▶ **Task to complete**
Give the number of lines in the material below that contain the word "size", and nothing else.

__________________________________________________

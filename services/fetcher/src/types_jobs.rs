use serde::{Deserialize, Serialize};
use uuid::Uuid;

use links::split_custom_filename;

#[derive(Debug, Clone, Copy, Serialize, Deserialize, PartialEq, Eq, Hash)]
#[serde(rename_all = "snake_case")]
pub enum JobState {
    Queued,
    Downloading,
    Uploading,
    Delivering,
    Completed,
    Failed,
    Cancelled,
}

impl JobState {
    pub fn as_str(&self) -> &'static str {
        match self {
            JobState::Queued => "queued",
            JobState::Downloading => "downloading",
            JobState::Uploading => "uploading",
            JobState::Delivering => "delivering",
            JobState::Completed => "completed",
            JobState::Failed => "failed",
            JobState::Cancelled => "cancelled",
        }
    }

    pub fn is_terminal(&self) -> bool {
        matches!(self, JobState::Completed | JobState::Failed | JobState::Cancelled)
    }

    /// Legal edges of the per-job state machine.
    pub fn can_transition(&self, to: JobState) -> bool {
        use JobState::*;
        match (self, to) {
            (Queued, Downloading | Delivering | Cancelled | Failed) => true,
            (Downloading, Uploading | Cancelled | Failed) => true,
            (Uploading, Delivering | Cancelled | Failed) => true,
            // Archive re-serve failed after a cache hit: fetch fresh.
            (Delivering, Downloading | Completed | Cancelled | Failed) => true,
            _ => false,
        }
    }
}

/// Filename and size an intake tier already knows for a direct source.
#[derive(Debug, Clone, Default, Serialize, Deserialize, PartialEq, Eq)]
pub struct DeclaredFile {
    pub filename: Option<String>,
    pub size: Option<u64>,
}

/// A fetch request as handed to the orchestrator. Immutable once enqueued.
#[derive(Debug, Clone, Serialize, Deserialize)]
pub struct Job {
    pub job_id: Uuid,
    pub requester_id: i64,
    pub destination_id: i64,
    pub reply_target: Option<i64>,
    pub raw_source: String,
    pub custom_filename: Option<String>,
    pub declared: Option<DeclaredFile>,
}

impl Job {
    /// Build a job, pulling a `[name.ext]` prefix out of `raw_source`.
    pub fn new(requester_id: i64, destination_id: i64, raw_source: impl Into<String>) -> Self {
        let raw_source = raw_source.into();
        let custom_filename = split_custom_filename(&raw_source).custom_filename;
        Self {
            job_id: Uuid::new_v4(),
            requester_id,
            destination_id,
            reply_target: None,
            raw_source,
            custom_filename,
            declared: None,
        }
    }

    pub fn reply_to(mut self, message_id: Option<i64>) -> Self {
        self.reply_target = message_id;
        self
    }

    pub fn with_declared(mut self, declared: Option<DeclaredFile>) -> Self {
        self.declared = declared;
        self
    }

    /// Explicit filename, honoured only when the raw string had no prefix.
    pub fn with_fallback_filename(mut self, name: Option<String>) -> Self {
        if self.custom_filename.is_none() {
            self.custom_filename = name.filter(|n| !n.trim().is_empty());
        }
        self
    }
}

/// Live view of a non-terminal job.
#[derive(Debug, Clone, Serialize, Deserialize)]
pub struct JobStatus {
    pub job_id: Uuid,
    pub requester_id: i64,
    pub state: JobState,
    pub progress: Option<f32>,
    pub from_cache: bool,
    pub source: String,
    pub updated_at: u64,
}

impl JobStatus {
    pub fn queued(job: &Job, now_ts: u64) -> Self {
        Self {
            job_id: job.job_id,
            requester_id: job.requester_id,
            state: JobState::Queued,
            progress: None,
            from_cache: false,
            source: job.raw_source.clone(),
            updated_at: now_ts,
        }
    }
}

/// Published on every state transition.
#[derive(Debug, Clone, Serialize, Deserialize, PartialEq)]
pub struct JobEvent {
    pub job_id: Uuid,
    pub requester_id: i64,
    pub state: JobState,
}

pub fn now_ts() -> u64 {
    chrono::Utc::now().timestamp().max(0) as u64
}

__________________________________________________

▶ **Solution**
2